Будучи в 1989 г. впервые в Италии, я познакомился с молодым физиком из Римского университета. Он рассказал мне, что во времена своего студенчества верил в коммунизм и преклонялся перед СССР. «К счастью, — сказал он, — мой отец, будучи фармацевтом, прописал мне хорошее лекарство. Он купил мне туристическую путевку в СССР, и я вылечился». «При этом, — добавил он, — процесс излечения начался у меня еще в московском аэропорту». К сожалению, ни Бруно, ни тысячи других верующих не имели возможности принять подобное лекарство.

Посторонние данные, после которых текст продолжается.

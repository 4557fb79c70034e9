//! Manual operations on single Posts: approval, publish-now and lookup

use std::collections::BTreeMap;
use std::sync::Arc;

use tracing::{info, warn};

use crate::db::Database;
use crate::error::{CadenceError, Result};
use crate::gate;
use crate::lifecycle::{apply_manual_outcome, Outcome};
use crate::publisher::Publisher;
use crate::types::{Platform, Post, PostStatus};

/// Default number of posts returned by [`PostService::list`]
pub const DEFAULT_LIST_LIMIT: usize = 50;

/// Result of a publish-now request
#[derive(Debug, Clone)]
pub struct PublishResponse {
    /// The Post as persisted after the attempt
    pub post: Post,
    pub outcome: Outcome,
}

#[derive(Clone)]
pub struct PostService {
    db: Database,
    publisher: Arc<Publisher>,
    publish_lease: i64,
}

impl PostService {
    pub fn new(db: Database, publisher: Arc<Publisher>, publish_lease: i64) -> Self {
        Self {
            db,
            publisher,
            publish_lease,
        }
    }

    /// Fetch one of `owner`'s posts.
    ///
    /// # Errors
    ///
    /// `CadenceError::NotFound` if the post does not exist or belongs to
    /// someone else.
    pub async fn get(&self, owner: &str, post_id: &str) -> Result<Post> {
        self.db
            .get_post_for_owner(owner, post_id)
            .await?
            .ok_or_else(|| CadenceError::NotFound(format!("Post {}", post_id)))
    }

    pub async fn list(
        &self,
        owner: &str,
        status: Option<PostStatus>,
        limit: Option<usize>,
    ) -> Result<Vec<Post>> {
        self.db
            .list_posts(owner, status, limit.unwrap_or(DEFAULT_LIST_LIMIT))
            .await
    }

    /// Approve a post held for review, optionally replacing its text per platform.
    ///
    /// # Errors
    ///
    /// - `CadenceError::NotFound` for unknown or foreign posts
    /// - `CadenceError::InvalidState` unless the post is `pending_review`
    pub async fn approve(
        &self,
        owner: &str,
        post_id: &str,
        edited: Option<BTreeMap<Platform, String>>,
    ) -> Result<Post> {
        let mut post = self.get(owner, post_id).await?;
        gate::approve(&mut post, edited)?;
        self.db.update_post(&post).await?;

        info!("Post {} approved, now {}", post.id, post.status);
        Ok(post)
    }

    /// Publish a post immediately, outside the schedule.
    ///
    /// Any platform success marks the post `posted`; failure on every
    /// platform marks it `failed` without consuming a scheduled retry.
    ///
    /// # Errors
    ///
    /// - `CadenceError::NotFound` for unknown or foreign posts
    /// - `CadenceError::InvalidState` if the post is already posted, still
    ///   awaits approval, or is being published by someone else
    /// - `CadenceError::Validation` if the post has no content
    pub async fn publish_now(&self, owner: &str, post_id: &str) -> Result<PublishResponse> {
        let post = self.get(owner, post_id).await?;

        if post.status == PostStatus::Posted {
            return Err(CadenceError::InvalidState(format!(
                "Post {} is already posted",
                post.id
            )));
        }
        if post.requires_approval && !post.is_approved {
            return Err(CadenceError::InvalidState(format!(
                "Post {} requires approval before publishing",
                post.id
            )));
        }
        if post.content.values().all(|text| text.trim().is_empty()) {
            return Err(CadenceError::Validation(format!(
                "Post {} has no content to publish",
                post.id
            )));
        }

        let now = chrono::Utc::now().timestamp();
        if !self.db.claim_post(&post.id, now, self.publish_lease).await? {
            return Err(CadenceError::InvalidState(format!(
                "Post {} is already being published",
                post.id
            )));
        }

        // Re-read under the lease: a scheduler pass may have finished it meanwhile
        let mut post = match self.db.get_post(&post.id).await? {
            Some(fresh) if fresh.status != PostStatus::Posted => fresh,
            _ => {
                self.db.release_lease(&post.id).await?;
                return Err(CadenceError::InvalidState(format!(
                    "Post {} is already posted",
                    post.id
                )));
            }
        };

        let results = self
            .publisher
            .publish(&post.owner, &post.content, &post.platforms, post.image.as_ref())
            .await;

        let outcome = apply_manual_outcome(&mut post, results, chrono::Utc::now().timestamp());
        self.db.complete_publish(&post).await?;

        match outcome {
            Outcome::Posted => info!(
                "Post {} published to {}/{} platform(s)",
                post.id,
                post.successes(),
                post.platforms.len()
            ),
            _ => warn!("Post {} failed on every platform", post.id),
        }

        Ok(PublishResponse { post, outcome })
    }
}
//! Platform clients
//!
//! Every publishing target implements [`PlatformClient`]. Clients take the
//! final text and an optional image URL and either publish or report a
//! [`PlatformError`]. They never retry on their own and never drop the image
//! silently: a failed image step is reported as [`PlatformError::Media`] so
//! the publisher can decide to degrade to text-only.
//!
//! # Examples
//!
//! ```no_run
//! use libcadence::config::Config;
//! use libcadence::platforms::PlatformTable;
//! use libcadence::Platform;
//!
//! # async fn example() -> libcadence::Result<()> {
//! let config = Config::load()?;
//! let table = PlatformTable::from_config(&config.platforms)?;
//!
//! if let Some(client) = table.get(Platform::LinkedIn) {
//!     let published = client.post("Hello from Cadence", None).await?;
//!     println!("Published {} at {}", published.post_id, published.url);
//! }
//! # Ok(())
//! # }
//! ```

use std::fmt;
use std::sync::Arc;

use async_trait::async_trait;

use crate::config::PlatformsConfig;
use crate::error::{PlatformError, Result};
use crate::types::Platform;

pub mod facebook;
mod http;
pub mod instagram;
pub mod linkedin;
pub mod twitter;

// Mock client is available for all builds (not just tests) to support integration tests
pub mod mock;

/// Result type of a single platform call
pub type PostingResult<T> = std::result::Result<T, PlatformError>;

/// What a platform hands back for a published post
#[derive(Debug, Clone, PartialEq, Eq)]
pub struct PublishedPost {
    /// Platform-specific post ID
    pub post_id: String,
    /// Public URL of the post
    pub url: String,
}

/// A connected publishing target
#[async_trait]
pub trait PlatformClient: Send + Sync {
    /// The platform this client publishes to
    fn platform(&self) -> Platform;

    /// Publish `content`, attaching `image_url` when given.
    ///
    /// # Errors
    ///
    /// - `PlatformError::Media` if the image could not be uploaded or attached
    /// - `PlatformError::Authentication` for rejected credentials
    /// - `PlatformError::Validation` if the platform refused the content
    /// - `PlatformError::RateLimit` / `PlatformError::Network` for transient failures
    async fn post(&self, content: &str, image_url: Option<&str>) -> PostingResult<PublishedPost>;
}

/// Fixed table of clients, one slot per [`Platform`]
#[derive(Clone, Default)]
pub struct PlatformTable {
    clients: [Option<Arc<dyn PlatformClient>>; 4],
}

impl PlatformTable {
    pub fn new() -> Self {
        Self::default()
    }

    /// Build HTTP clients for every enabled account in the configuration
    pub fn from_config(config: &PlatformsConfig) -> Result<Self> {
        let mut table = Self::new();

        if let Some(account) = config.account(Platform::LinkedIn) {
            table.insert(Arc::new(linkedin::LinkedInClient::new(account)?));
        }
        if let Some(account) = config.account(Platform::Facebook) {
            table.insert(Arc::new(facebook::FacebookClient::new(account)?));
        }
        if let Some(account) = config.account(Platform::Twitter) {
            table.insert(Arc::new(twitter::TwitterClient::new(account)?));
        }
        if let Some(account) = config.account(Platform::Instagram) {
            table.insert(Arc::new(instagram::InstagramClient::new(account)?));
        }

        tracing::debug!("Configured platforms: {:?}", table.configured());
        Ok(table)
    }

    /// Register `client` under its own platform, replacing any previous one
    pub fn insert(&mut self, client: Arc<dyn PlatformClient>) {
        let slot = client.platform().index();
        self.clients[slot] = Some(client);
    }

    /// Builder-style [`insert`](Self::insert)
    pub fn with(mut self, client: Arc<dyn PlatformClient>) -> Self {
        self.insert(client);
        self
    }

    pub fn get(&self, platform: Platform) -> Option<&Arc<dyn PlatformClient>> {
        self.clients[platform.index()].as_ref()
    }

    /// Platforms that have a client, in [`Platform::ALL`] order
    pub fn configured(&self) -> Vec<Platform> {
        Platform::ALL
            .into_iter()
            .filter(|p| self.clients[p.index()].is_some())
            .collect()
    }
}

impl fmt::Debug for PlatformTable {
    fn fmt(&self, f: &mut fmt::Formatter<'_>) -> fmt::Result {
        f.debug_struct("PlatformTable")
            .field("configured", &self.configured())
            .finish()
    }
}

#[cfg(test)]
mod tests {
    use super::mock::MockClient;
    use super::*;
    use crate::config::PlatformAccountConfig;

    #[test]
    fn test_table_indexes_by_platform() {
        let table = PlatformTable::new()
            .with(Arc::new(MockClient::success(Platform::Twitter)))
            .with(Arc::new(MockClient::success(Platform::LinkedIn)));

        assert!(table.get(Platform::Twitter).is_some());
        assert!(table.get(Platform::Facebook).is_none());
        assert_eq!(
            table.configured(),
            vec![Platform::LinkedIn, Platform::Twitter]
        );
        assert_eq!(
            table.get(Platform::Twitter).unwrap().platform(),
            Platform::Twitter
        );
    }

    #[test]
    fn test_insert_replaces_existing_client() {
        let first = Arc::new(MockClient::success(Platform::Facebook));
        let second = Arc::new(MockClient::failure(
            Platform::Facebook,
            PlatformError::Posting("down".to_string()),
        ));
        let mut table = PlatformTable::new();
        table.insert(first);
        table.insert(second);
        assert_eq!(table.configured(), vec![Platform::Facebook]);
    }

    #[test]
    fn test_from_config_skips_disabled_accounts() {
        let config = PlatformsConfig {
            linkedin: Some(PlatformAccountConfig {
                enabled: true,
                access_token: "token".to_string(),
                account_id: "abc".to_string(),
                api_base: None,
            }),
            instagram: Some(PlatformAccountConfig {
                enabled: false,
                access_token: "token".to_string(),
                account_id: "ig".to_string(),
                api_base: None,
            }),
            ..Default::default()
        };

        let table = PlatformTable::from_config(&config).unwrap();
        assert_eq!(table.configured(), vec![Platform::LinkedIn]);
    }

    #[test]
    fn test_debug_lists_configured_platforms() {
        let table = PlatformTable::new().with(Arc::new(MockClient::success(Platform::Instagram)));
        assert!(format!("{:?}", table).contains("Instagram"));
    }
}
//! Common error types for the BOM service

use thiserror::Error;

/// Common result type for BOM operations
pub type Result<T> = std::result::Result<T, Error>;

/// Common error types across the BOM crates
#[derive(Error, Debug)]
pub enum Error {
    /// Hierarchy store query error (wraps sqlx::Error)
    #[cfg(feature = "sqlx")]
    #[error("Database error: {0}")]
    Database(#[from] sqlx::Error),

    /// I/O operation error (wraps std::io::Error)
    #[error("IO error: {0}")]
    Io(#[from] std::io::Error),

    /// Configuration loading or validation error
    #[error("Configuration error: {0}")]
    Config(String),
}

В связи с этим я хочу рассказать об одном выдающемся человеке, итальянском коммунисте, имя которого мало кому известно в нашей стране (кроме старых авиационных специалистов) и судьбу которого, еще более трагичную, чем у него самого, Бруно очень переживал. Речь идет о Роберто Оросе ди Бартини. В 1963 г. меня вызвал директор ЛТФ Н. Н. Боголюбов и попросил разобрать статью, которая была отвергнута в «ЖЭТФ» с весьма обидной рецензией. «Эту работу, — сказал Н. Н., — дал мне М. В. Келдыш, хорошо знакомый с ее автором по работе в авиационной и космической промышленности. Он просил посмотреть, нельзя ли ее все-таки опубликовать, исправив что-нибудь. У автора тяжелая судьба. Он молодым приехал в Советский Союз, имел большие заслуги в авиации, в тридцатые годы посажен в тюрьму, а сейчас снова активно работает. Посмотрите, пожалуйста, эту статью. Может быть, можно ее подправить и она все-таки подойдет, например, для вновь открывшегося журнала „Ядерная физика“. В крайнем случае я сам представлю ее в „Доклады АН“».